Recent Tutoring Session Reviews
"This is my first session with the student. He is very intelligent, and has gone through ESL at his school, but will be released into regular classes in the Fall. His intelligence level in many subjects is 11th grade or above, his fiction interest is 8th or 9th grade, but his understanding of words is somewhere in the elementary school range. We read "A Stillness at Appomattox." I read to him and explained history and meanings along the way, and he chimed in with his knowledge. He has a knowledge of the civil war, and enjoys the subject. I want to find a simpler book that he can read on his own, but I want to read this kind of book with him, take the vocabulary from it and expand on it, and use it to write definitions, write sentences that convey usage, and write about military history to work on grammar and on building solid paragraphs. That's the plan. I want his vocabulary and his writing to catch up to his thinking over the next months."
"We met for the first time. She is a very engaging student. She has several different assignments to complete this summer revolving around the novel 'The Book Thief'. After reviewing the assignments she is to complete, we read together the first chapter, and discussed some of the figurative language found there. She correctly identified alliteration and imagery as we ran across them in the text. We also discussed predicting themes (the book thief suggests that books and criminality will both be themes the author touches on). Perhaps the most challenging portion for her was identifying the speaker in the first chapter. In the book, Death is a compassionate, somewhat harried, and humorous narrator. The entire first chapter is told in Death's voice, from his perspective. However, she found it challenging to overcome her preconception (based on the movie) that the story is only told from the POV of the main character, Liesel. I challenged her on this, asking her to prove how she could tell it was Liesel, or if the text was ambiguous, leaving an opening for another character (who we nicknamed Joe for the purpose of this exercise). After she presented her rationale, I presented points from the text, explaining how Death fit my rationale. Despite this, she was fairly certain it was still Liesel. I challenged her to read the next chapter before my next session with her and to find further supporting evidence that the narrator of the first chapter is Liesel (a 9 year old girl). If she cannot find evidence that it is Liesel narrating, then she is to present a new take on who is narrating. From there, we will look at 'why did the author choose this character to narrate? what purpose does it serve in the story? as a literary device?'. My goal with this is two fold: 1) that she will acknowledge the layers of storytelling (largest being 'why did the author write this', smallest being 'what happened at this particular moment to a character'). From this we will work on identifying the layers in a novel, which will help her better summarize topics and discard irrelevant details. 2) This exercise and the discussion that stems from it will provide her with several points for her first Journal response and starters for her worksheets."

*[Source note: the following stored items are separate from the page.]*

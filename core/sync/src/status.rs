//! Sync status and its subscribers.

use serde::Serialize;
use std::collections::BTreeMap;
use std::sync::{Arc, Mutex, MutexGuard, PoisonError, Weak};
use tracing::debug;

/// Snapshot of the sync engine's state.
#[derive(Debug, Clone, Copy, PartialEq, Eq, Default, Serialize)]
#[serde(rename_all = "camelCase")]
pub struct SyncStatus {
    /// A drain is in progress.
    pub is_syncing: bool,
    /// Unsynced records across all kinds, abandoned ones included.
    pub pending_count: usize,
}

type Listener = Arc<dyn Fn(SyncStatus) + Send + Sync>;

#[derive(Default)]
struct Listeners {
    current: SyncStatus,
    next_id: u64,
    entries: BTreeMap<u64, Listener>,
}

fn lock<T>(mutex: &Mutex<T>) -> MutexGuard<'_, T> {
    mutex.lock().unwrap_or_else(PoisonError::into_inner)
}

/// Fans status changes out to subscribers.
///
/// A new subscriber receives the current status immediately; afterwards it
/// is called once per change, in the order changes were published.
/// Listeners must not publish or subscribe from inside the callback.
#[derive(Clone, Default)]
pub struct StatusPublisher {
    state: Arc<Mutex<Listeners>>,
    // Held across callbacks so deliveries never interleave.
    delivery: Arc<Mutex<()>>,
}

impl StatusPublisher {
    pub fn new() -> Self {
        Self::default()
    }

    /// Last published status.
    pub fn current(&self) -> SyncStatus {
        lock(&self.state).current
    }

    /// Publish a status. Returns `false` and notifies nobody if unchanged.
    pub fn publish(&self, status: SyncStatus) -> bool {
        let _delivery = lock(&self.delivery);

        let listeners: Vec<Listener> = {
            let mut state = lock(&self.state);
            if state.current == status {
                return false;
            }
            state.current = status;
            state.entries.values().cloned().collect()
        };

        debug!(
            "Sync status: syncing={} pending={}",
            status.is_syncing, status.pending_count
        );
        for listener in listeners {
            listener(status);
        }
        true
    }

    /// Register a listener and deliver the current status to it.
    pub fn subscribe<F>(&self, listener: F) -> Subscription
    where
        F: Fn(SyncStatus) + Send + Sync + 'static,
    {
        let _delivery = lock(&self.delivery);
        let listener: Listener = Arc::new(listener);

        let (id, current) = {
            let mut state = lock(&self.state);
            let id = state.next_id;
            state.next_id += 1;
            state.entries.insert(id, listener.clone());
            (id, state.current)
        };

        listener(current);

        Subscription {
            id,
            state: Arc::downgrade(&self.state),
        }
    }

    /// Number of registered listeners.
    pub fn subscriber_count(&self) -> usize {
        lock(&self.state).entries.len()
    }
}

/// Keeps a listener registered. Dropping it unsubscribes.
#[must_use = "dropping a Subscription unsubscribes immediately"]
pub struct Subscription {
    id: u64,
    state: Weak<Mutex<Listeners>>,
}

impl Subscription {
    /// Stop receiving status changes.
    pub fn unsubscribe(self) {
        // Dropping self unregisters.
    }
}

impl Drop for Subscription {
    fn drop(&mut self) {
        if let Some(state) = self.state.upgrade() {
            lock(&state).entries.remove(&self.id);
        }
    }
}
//! Common error types for repsync.

use thiserror::Error;

/// Top-level error type for repsync operations.
#[derive(Debug, Error)]
pub enum Error {
    /// Durable store operation failed.
    #[error("Storage error: {0}")]
    Storage(String),

    /// The remote endpoint could not be reached.
    #[error("Network error: {0}")]
    Network(String),

    /// The remote endpoint answered with a non-success status.
    #[error("Rejected with status {status}: {message}")]
    Rejected { status: u16, message: String },

    /// Cache substrate operation failed.
    #[error("Cache error: {0}")]
    Cache(String),

    /// I/O operation failed.
    #[error("I/O error: {0}")]
    Io(#[from] std::io::Error),

    /// Serialization or deserialization failed.
    #[error("Serialization error: {0}")]
    Serialization(String),

    /// Invalid input provided.
    #[error("Invalid input: {0}")]
    InvalidInput(String),

    /// Resource not found.
    #[error("Not found: {0}")]
    NotFound(String),

    /// Configuration could not be loaded or is invalid.
    #[error("Configuration error: {0}")]
    Config(String),
}

impl Error {
    /// Whether the failure is likely to clear up on its own.
    ///
    /// Network failures and 5xx/408/429 rejections are transient; any other
    /// rejection is a permanent refusal of the payload.
    pub fn is_transient(&self) -> bool {
        match self {
            Error::Network(_) | Error::Io(_) => true,
            Error::Rejected { status, .. } => {
                *status >= 500 || *status == 408 || *status == 429
            }
            _ => false,
        }
    }
}

impl From<serde_json::Error> for Error {
    fn from(err: serde_json::Error) -> Self {
        Error::Serialization(err.to_string())
    }
}

/// Result type alias using the common Error.
pub type Result<T> = std::result::Result<T, Error>;

#[cfg(test)]
mod tests {
    use super::*;

    #[test]
    fn test_transient_classification() {
        assert!(Error::Network("offline".to_string()).is_transient());
        assert!(Error::Rejected { status: 503, message: String::new() }.is_transient());
        assert!(Error::Rejected { status: 429, message: String::new() }.is_transient());
        assert!(!Error::Rejected { status: 422, message: String::new() }.is_transient());
        assert!(!Error::Storage("disk full".to_string()).is_transient());
    }

    #[test]
    fn test_rejected_display() {
        let err = Error::Rejected {
            status: 409,
            message: "duplicate set".to_string(),
        };
        assert_eq!(err.to_string(), "Rejected with status 409: duplicate set");
    }
}
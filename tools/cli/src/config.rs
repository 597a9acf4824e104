//! On-disk configuration for the `repsync` binary.

use anyhow::{Context, Result};
use serde::{Deserialize, Serialize};
use std::path::{Path, PathBuf};
use std::time::Duration;

use repsync_cache::CacheConfig;
use repsync_sync::{EndpointConfig, SyncConfig};

/// Everything the binary needs to wire the engine together.
#[derive(Debug, Clone, Serialize, Deserialize)]
#[serde(default)]
pub struct AppConfig {
    /// SQLite file backing the mutation queue.
    pub database_path: PathBuf,
    /// Root directory of the response cache.
    pub cache_dir: PathBuf,
    /// Per-request network timeout.
    pub request_timeout: Duration,
    pub endpoint: EndpointConfig,
    pub sync: SyncConfig,
    pub cache: CacheConfig,
}

impl Default for AppConfig {
    fn default() -> Self {
        let dir = data_dir();
        Self {
            database_path: dir.join("queue.db"),
            cache_dir: dir.join("cache"),
            request_timeout: Duration::from_secs(30),
            endpoint: EndpointConfig::default(),
            sync: SyncConfig::default(),
            cache: CacheConfig::default(),
        }
    }
}

impl AppConfig {
    /// Load configuration from a JSON file. A missing file yields defaults.
    pub fn load(path: &Path) -> Result<Self> {
        if !path.exists() {
            return Ok(Self::default());
        }

        let raw = std::fs::read_to_string(path)
            .with_context(|| format!("Failed to read config {}", path.display()))?;
        serde_json::from_str(&raw)
            .with_context(|| format!("Invalid config {}", path.display()))
    }
}

/// Per-user data directory for repsync.
pub fn data_dir() -> PathBuf {
    dirs::data_dir()
        .unwrap_or_else(|| PathBuf::from("."))
        .join("repsync")
}

pub fn default_config_path() -> PathBuf {
    data_dir().join("config.json")
}
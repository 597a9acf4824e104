//! Mutation kinds and the typed payloads recorded in the offline queue.

use chrono::{DateTime, Utc};
use serde::{Deserialize, Serialize};
use std::fmt;
use std::str::FromStr;

/// Kind of write recorded in the queue.
///
/// Each kind owns an independent queue segment with its own id sequence.
#[derive(Debug, Clone, Copy, PartialEq, Eq, Hash, PartialOrd, Ord, Serialize, Deserialize)]
#[serde(rename_all = "snake_case")]
pub enum MutationKind {
    /// A single logged set within a training session.
    SetWrite,
    /// A lifecycle action applied to a session (start, complete, cancel).
    SessionAction,
    /// A body-weight log entry.
    WeightLogWrite,
}

impl MutationKind {
    /// Every kind, in the order drain cycles visit them.
    pub const ALL: [MutationKind; 3] = [
        MutationKind::SetWrite,
        MutationKind::SessionAction,
        MutationKind::WeightLogWrite,
    ];

    /// Stable string name used in storage and logs.
    pub fn as_str(&self) -> &'static str {
        match self {
            MutationKind::SetWrite => "set_write",
            MutationKind::SessionAction => "session_action",
            MutationKind::WeightLogWrite => "weight_log_write",
        }
    }
}

impl fmt::Display for MutationKind {
    fn fmt(&self, f: &mut fmt::Formatter<'_>) -> fmt::Result {
        f.write_str(self.as_str())
    }
}

impl FromStr for MutationKind {
    type Err = crate::Error;

    fn from_str(s: &str) -> crate::Result<Self> {
        match s {
            "set_write" | "set" => Ok(MutationKind::SetWrite),
            "session_action" | "session" => Ok(MutationKind::SessionAction),
            "weight_log_write" | "weight" => Ok(MutationKind::WeightLogWrite),
            other => Err(crate::Error::InvalidInput(format!(
                "Unknown mutation kind: {}",
                other
            ))),
        }
    }
}

/// Locally assigned queue identifier, unique within a kind's segment.
#[derive(Debug, Clone, Copy, PartialEq, Eq, Hash, PartialOrd, Ord, Serialize, Deserialize)]
pub struct MutationId(i64);

impl MutationId {
    pub fn new(id: i64) -> Self {
        Self(id)
    }

    pub fn get(&self) -> i64 {
        self.0
    }
}

impl fmt::Display for MutationId {
    fn fmt(&self, f: &mut fmt::Formatter<'_>) -> fmt::Result {
        write!(f, "{}", self.0)
    }
}

/// Payload for recording a set.
#[derive(Debug, Clone, PartialEq, Serialize, Deserialize)]
#[serde(rename_all = "camelCase")]
pub struct SetPayload {
    pub session_id: String,
    pub exercise_id: String,
    pub set_number: u32,
    pub reps: u32,
    pub weight_kg: f64,
    #[serde(default, skip_serializing_if = "Option::is_none")]
    pub rpe: Option<f32>,
    pub performed_at: DateTime<Utc>,
}

/// Lifecycle action applied to a session.
#[derive(Debug, Clone, Copy, PartialEq, Eq, Serialize, Deserialize)]
#[serde(rename_all = "snake_case")]
pub enum SessionAction {
    Start,
    Complete,
    Cancel,
}

impl FromStr for SessionAction {
    type Err = crate::Error;

    fn from_str(s: &str) -> crate::Result<Self> {
        match s {
            "start" => Ok(SessionAction::Start),
            "complete" => Ok(SessionAction::Complete),
            "cancel" => Ok(SessionAction::Cancel),
            other => Err(crate::Error::InvalidInput(format!(
                "Unknown session action: {}",
                other
            ))),
        }
    }
}

/// Payload for a session lifecycle action.
#[derive(Debug, Clone, PartialEq, Serialize, Deserialize)]
#[serde(rename_all = "camelCase")]
pub struct SessionActionPayload {
    pub session_id: String,
    pub action: SessionAction,
    pub at: DateTime<Utc>,
}

/// Payload for a body-weight log entry.
#[derive(Debug, Clone, PartialEq, Serialize, Deserialize)]
#[serde(rename_all = "camelCase")]
pub struct WeightLogPayload {
    pub weight_kg: f64,
    pub logged_at: DateTime<Utc>,
    #[serde(default, skip_serializing_if = "Option::is_none")]
    pub note: Option<String>,
}

/// A typed write, before it is flattened into the queue.
#[derive(Debug, Clone, PartialEq)]
pub enum Mutation {
    Set(SetPayload),
    Session(SessionActionPayload),
    WeightLog(WeightLogPayload),
}

impl Mutation {
    /// Queue segment this write belongs to.
    pub fn kind(&self) -> MutationKind {
        match self {
            Mutation::Set(_) => MutationKind::SetWrite,
            Mutation::Session(_) => MutationKind::SessionAction,
            Mutation::WeightLog(_) => MutationKind::WeightLogWrite,
        }
    }

    /// Check the payload before it is queued.
    ///
    /// # Errors
    /// - Empty identifiers
    /// - Zero reps, negative or non-finite weights
    pub fn validate(&self) -> crate::Result<()> {
        match self {
            Mutation::Set(set) => {
                if set.session_id.is_empty() || set.exercise_id.is_empty() {
                    return Err(crate::Error::InvalidInput(
                        "Set requires session and exercise ids".to_string(),
                    ));
                }
                if set.reps == 0 {
                    return Err(crate::Error::InvalidInput(
                        "Set must have at least one rep".to_string(),
                    ));
                }
                check_weight(set.weight_kg)
            }
            Mutation::Session(action) => {
                if action.session_id.is_empty() {
                    return Err(crate::Error::InvalidInput(
                        "Session action requires a session id".to_string(),
                    ));
                }
                Ok(())
            }
            Mutation::WeightLog(log) => check_weight(log.weight_kg),
        }
    }

    /// Flatten into the kind and the JSON payload replayed against the API.
    pub fn into_parts(self) -> crate::Result<(MutationKind, serde_json::Value)> {
        let kind = self.kind();
        let value = match self {
            Mutation::Set(p) => serde_json::to_value(p)?,
            Mutation::Session(p) => serde_json::to_value(p)?,
            Mutation::WeightLog(p) => serde_json::to_value(p)?,
        };
        Ok((kind, value))
    }
}

fn check_weight(weight_kg: f64) -> crate::Result<()> {
    if !weight_kg.is_finite() || weight_kg < 0.0 {
        return Err(crate::Error::InvalidInput(format!(
            "Invalid weight: {}",
            weight_kg
        )));
    }
    Ok(())
}
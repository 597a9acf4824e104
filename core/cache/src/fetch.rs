//! Network transport abstraction.

use async_trait::async_trait;
use std::time::Duration;
use tracing::debug;

use repsync_common::{Error, HttpRequest, HttpResponse, Method, Result};

/// Something that can carry a request to the network.
///
/// A non-2xx answer is still `Ok`; only transport failures (no connectivity,
/// DNS, timeout) are errors, reported as [`Error::Network`].
#[async_trait]
pub trait Fetch: Send + Sync {
    async fn fetch(&self, request: HttpRequest) -> Result<HttpResponse>;
}

/// [`Fetch`] implementation backed by `reqwest`.
pub struct ReqwestFetch {
    http: reqwest::Client,
}

impl ReqwestFetch {
    /// Create a transport with the given per-request timeout.
    ///
    /// # Errors
    /// - HTTP client could not be built
    pub fn new(timeout: Duration) -> Result<Self> {
        let http = reqwest::Client::builder()
            .user_agent(concat!("repsync/", env!("CARGO_PKG_VERSION")))
            .timeout(timeout)
            .build()
            .map_err(|e| Error::Network(format!("Failed to create HTTP client: {}", e)))?;

        Ok(Self { http })
    }
}

fn to_reqwest_method(method: Method) -> reqwest::Method {
    match method {
        Method::Get => reqwest::Method::GET,
        Method::Head => reqwest::Method::HEAD,
        Method::Post => reqwest::Method::POST,
        Method::Put => reqwest::Method::PUT,
        Method::Patch => reqwest::Method::PATCH,
        Method::Delete => reqwest::Method::DELETE,
        Method::Options => reqwest::Method::OPTIONS,
    }
}

#[async_trait]
impl Fetch for ReqwestFetch {
    async fn fetch(&self, request: HttpRequest) -> Result<HttpResponse> {
        debug!("{} {}", request.method, request.url);

        let mut builder = self
            .http
            .request(to_reqwest_method(request.method), request.url.as_str());
        for (name, value) in &request.headers {
            builder = builder.header(name.as_str(), value.as_str());
        }
        if let Some(body) = request.body {
            builder = builder.body(body);
        }

        let response = builder
            .send()
            .await
            .map_err(|e| Error::Network(format!("{} {} failed: {}", request.method, request.url, e)))?;

        let status = response.status().as_u16();
        let headers = response
            .headers()
            .iter()
            .filter_map(|(name, value)| {
                value
                    .to_str()
                    .ok()
                    .map(|v| (name.as_str().to_string(), v.to_string()))
            })
            .collect();
        let body = response
            .bytes()
            .await
            .map_err(|e| Error::Network(format!("Failed to read response body: {}", e)))?;

        Ok(HttpResponse {
            status,
            headers,
            body,
        })
    }
}

#[cfg(test)]
mod tests {
    use super::*;

    #[test]
    fn test_method_mapping() {
        assert_eq!(to_reqwest_method(Method::Get), reqwest::Method::GET);
        assert_eq!(to_reqwest_method(Method::Patch), reqwest::Method::PATCH);
    }

    #[tokio::test]
    async fn test_unreachable_host_is_network_error() {
        let fetch = ReqwestFetch::new(Duration::from_millis(500)).unwrap();
        let url = url::Url::parse("http://127.0.0.1:9/api/sets").unwrap();

        let err = fetch.fetch(HttpRequest::get(url)).await.unwrap_err();
        assert!(matches!(err, Error::Network(_)));
    }
}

"We started with a freewrite, cursive practice, and ten words for the student to break into sound parts. He brought in an activity from English class that we went over. His English teacher told the class to study these in preparation for the multiple choice test on day 1 of the writing SOLs. We worked on subject-predicate identification and then irregular verbs. I had him copy down the notes from the dry erase board so he can return to the grammar work. We then revisited thesis statements, but he had a lot of difficulty remembering the claim+topic=thesis parts. We worked through it again and moved on to topic sentences. When he cares about a topic, he remembers it much better, as do most people. We finished with beginning his English homework on locating information in reference sources."